Physical Description
592 pages (large print) ; 23 cm
ISBN
9781628999518
Contents unavailable.
Review by Booklist Review

The author of The Deep End of the Ocean (1996) returns with a gripping new family drama. Former police officer Frank Mercy becomes a widowerin Australia after a devastating tsunami wreaks havoc on Brisbane. Shell-shocked at the loss of his wife and unborn child, Frank joins the rescue effort and saves a three-year-old boy from a van just before the boy's brother and caretaker are swept away in the flooding. Frank immediately bonds with the mute child, whom he starts to call Ian, and impulsively decides not to turn him in to aid workers. Instead, Frank has a friend forge papers for Ian and takes him back to his family farm in Wisconsin, unable to shake the feeling that Ian is in danger somehow. When Ian finally begins to speak, Frank discovers he has an extraordinary ability. Frank's instincts are proven correct when he discovers a mysterious group of criminals have followed him from Australia, intent on taking Ian. Mitchard deftly weaves together domestic drama with taut suspense as she builds to a heart-stopping climax. HIGH-DEMAND BACKSTORY: Best-selling Mitchard explores new territory in this unusual and suspenseful tale, which will be heralded by a many-platformed marketing and promotional campaign.--Huntley, Kristine Copyright 2015 Booklist

From Booklist, Copyright (c) American Library Association. Used with permission.
Review by Publisher's Weekly Review

Mitchard's (The Deep End of the Ocean) latest combines elements of science fiction and suspense with a heartfelt meditation on family and grief, to mixed results. When a tsunami devastates the Australian coast, Frank Mercy loses his pregnant wife and her entire extended family in the span of a few moments. Bottling up his grief, he reports for duty as a first responder and pulls a three-year-old boy named Ian from a half-submerged van. Frank feels strangely compelled to take him under his wing, and the pair flee Brisbane for Frank's family's horse farm in Wisconsin. It's soon apparent that Ian is special: he can speak to animals in a way that calms even the most skittish horses, and he can convince people to do whatever he wants (which, since he's three, generally means buying him sweets and toys). As Frank and Ian's bond becomes stronger, both begin to heal, but just as they become comfortable, figures from Ian's past catch up to him, and his mysterious origins become clearer, as does the danger he's in. Mitchard's usual strong characters and emotionally resonant prose are evident here, but a few predictable twists and a shoehorned-in love interest drag things down. This won't grab new readers, and longtime fans may feel frustrated by the change of style and pace. Agent: Jane Gelfman, Gelfman Schneider. (Mar.) © Copyright PWxyz, LLC. All rights reserved.

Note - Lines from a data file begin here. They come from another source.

// Rust guideline compliant 2026-10-17

//! Implementation of the `sen2cli inference create` command.

use crate::OutputFormatter;
use anyhow::{Context, Result};
use chrono::NaiveDate;
use sen2_app::{create_inference, AppError, ResourceClient, INFERENCE_RESOURCE};
use sen2_core::InferenceDraft;
use std::path::PathBuf;

/// Options of `inference create`.
#[derive(Debug, Clone, clap::Args)]
pub struct CreateArgs {
    /// Model (knowledgebase) to run
    pub knowledgebase_id: u64,

    /// Factbase (input data) to run on
    pub factbase_id: u64,

    /// First day of the temporal subset (YYYY-MM-DD)
    pub temporal_subset_start: NaiveDate,

    /// Last day of the temporal subset (YYYY-MM-DD)
    pub temporal_subset_end: NaiveDate,

    /// GeoJSON file with the spatial subset
    pub spatial_subset: PathBuf,

    /// Description of the inference
    #[arg(long)]
    pub description: Option<String>,

    /// Owner recorded on the inference; defaults to the configured owner
    #[arg(long)]
    pub owner: Option<String>,
}

/// Creates an inference.
///
/// # Arguments
///
/// * `client` - Backend session
/// * `args` - Inference parameters
/// * `default_owner` - Owner from the configuration
/// * `formatter` - The output formatter to use
///
/// # Errors
///
/// Returns an error if:
/// - The spatial subset file cannot be read or is not JSON
/// - The temporal subset is empty
/// - The backend rejects the inference
pub fn execute_create<C>(
    client: &C,
    args: &CreateArgs,
    default_owner: Option<&str>,
    formatter: &dyn OutputFormatter,
) -> Result<String>
where
    C: ResourceClient + ?Sized,
{
    let geojson = std::fs::read_to_string(&args.spatial_subset)
        .map_err(AppError::from)
        .with_context(|| format!("Failed to read spatial subset {}", args.spatial_subset.display()))?;

    let owner = args
        .owner
        .clone()
        .or_else(|| default_owner.map(str::to_string));
    let draft = InferenceDraft::new(
        args.knowledgebase_id,
        args.factbase_id,
        args.temporal_subset_start,
        args.temporal_subset_end,
        &geojson,
        args.description.clone(),
        owner,
    )
    .map_err(AppError::from)?;

    let id = create_inference(client, INFERENCE_RESOURCE, &draft)?;
    Ok(formatter.format_ids("create", &[id], false))
}
// Rust guideline compliant 2026-10-14

//! Status transition rules for inference mutations.
//!
//! Only three targets are governed:
//!
//! - CREATED (rerun) ← ABORTED, FAILED, SUCCEEDED
//! - ABORTED (abort) ← CREATED, SCHEDULED, STARTED
//! - DELETE ← CREATED, ABORTED, FAILED, SUCCEEDED
//!
//! Every other target has no allow-list and rejects every transition.

use crate::Status;
use std::fmt;

/// What a mutation wants to do with a record.
#[derive(Debug, Clone, Copy, PartialEq, Eq, Hash)]
pub enum TransitionTarget {
    /// Write a new status.
    Status(Status),
    /// Remove the record.
    Delete,
}

impl fmt::Display for TransitionTarget {
    fn fmt(&self, f: &mut fmt::Formatter<'_>) -> fmt::Result {
        match self {
            TransitionTarget::Status(status) => write!(f, "{}", status),
            TransitionTarget::Delete => f.write_str("DELETE"),
        }
    }
}

impl From<Status> for TransitionTarget {
    fn from(status: Status) -> Self {
        TransitionTarget::Status(status)
    }
}

const RERUN_FROM: &[Status] = &[Status::Aborted, Status::Failed, Status::Succeeded];
const ABORT_FROM: &[Status] = &[Status::Created, Status::Scheduled, Status::Started];
const DELETE_FROM: &[Status] = &[
    Status::Created,
    Status::Aborted,
    Status::Failed,
    Status::Succeeded,
];

/// Returns the statuses a record may be in for `target` to be applied.
///
/// `None` means the target is not governed at all, which callers must treat
/// as a configuration error rather than a per-record rejection.
#[must_use]
pub fn allow_list(target: TransitionTarget) -> Option<&'static [Status]> {
    match target {
        TransitionTarget::Status(Status::Created) => Some(RERUN_FROM),
        TransitionTarget::Status(Status::Aborted) => Some(ABORT_FROM),
        TransitionTarget::Delete => Some(DELETE_FROM),
        TransitionTarget::Status(_) => None,
    }
}

/// Checks whether a record in `current` may move to `target`.
#[must_use]
pub fn is_allowed(current: Status, target: TransitionTarget) -> bool {
    allow_list(target).is_some_and(|allowed| allowed.contains(&current))
}

impl Status {
    /// Checks whether this status may move to `target`.
    #[must_use]
    pub fn can_transition_to(&self, target: TransitionTarget) -> bool {
        is_allowed(*self, target)
    }
}
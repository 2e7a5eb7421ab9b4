// Rust guideline compliant 2026-10-17

//! JSON documents printed by `--output_format json`.
//!
//! A command prints `{"status":"ok","action":..,"result":..}` on stdout when
//! it succeeds and `{"status":"error","error":{..}}` on stderr when it fails.

use crate::error::ErrorCode;
use serde::Serialize;

/// Result of one inference or session command.
#[derive(Debug, Serialize)]
pub struct SuccessEnvelope<T> {
    /// Always `ok`.
    pub status: &'static str,
    /// `count`, `rerun`, `abort`, `delete`, `create` or `session_info`.
    pub action: &'static str,
    pub result: T,
}

impl<T> SuccessEnvelope<T> {
    #[must_use]
    pub fn new(action: &'static str, result: T) -> Self {
        Self {
            status: "ok",
            action,
            result,
        }
    }
}

/// Why a command failed.
///
/// `code` is stable and maps to the exit status; `message` is for humans.
#[derive(Debug, Serialize)]
pub struct ErrorEnvelope {
    pub code: ErrorCode,
    pub message: String,
    /// Extra context such as the HTTP status the backend answered with.
    #[serde(skip_serializing_if = "Option::is_none")]
    pub details: Option<serde_json::Value>,
}

/// Borrowed `{"status":"error","error":..}` wrapper.
#[derive(Debug, Serialize)]
pub struct ErrorDocument<'a> {
    status: &'static str,
    error: &'a ErrorEnvelope,
}

impl ErrorEnvelope {
    #[must_use]
    pub fn new(code: ErrorCode, message: impl Into<String>) -> Self {
        Self {
            code,
            message: message.into(),
            details: None,
        }
    }

    #[must_use]
    pub fn with_details(mut self, details: Option<serde_json::Value>) -> Self {
        self.details = details;
        self
    }

    /// The document printed for this failure.
    #[must_use]
    pub fn document(&self) -> ErrorDocument<'_> {
        ErrorDocument {
            status: "error",
            error: self,
        }
    }
}
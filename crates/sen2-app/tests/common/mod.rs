//! Shared test utilities.

#![allow(dead_code)]

pub mod mock_backend;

(c) Copyright PWxyz, LLC. All rights reserved
Review by Library Journal Review

After Frank Mercy loses his wife in a tsunami in Australia, he rescues a small child from a car adrift in the floodwaters. In the absence of a family member to claim the boy-Ian-Frank keeps him. Together, they return to Frank's horse farm in the United States. Slowly, Frank realizes Ian has a special gift, and their increasing bond helps Frank heal from the loss of his wife. To complicate matters, a series of shadowy and dangerous people have followed Ian from Australia, intent on using his gift for their own gain. Frank must decide to what lengths he will go to protect Ian from harm. Verdict A slow start and overwrought prose in the first third of the novel give way to a genuinely moving story about the ties that bind families. Frank and Ian are carefully drawn characters, while the bad guys remain unsatisfactorily unexplained until the end. Mitchard (The Deep End of the Ocean) combines elements of suspense and the supernatural into a story both epic and intimate. Mitchard fans, as well as those of Jodi Picoult and Anita Shreve, will appreciate this affecting family drama. [See Prepub Alert, 9/28/15.]-Sarah Cohn, Manhattan Coll. Lib., Bronx, NY © Copyright 2016. Library Journals LLC, a wholly owned subsidiary of Media Source, Inc. No redistribution permitted.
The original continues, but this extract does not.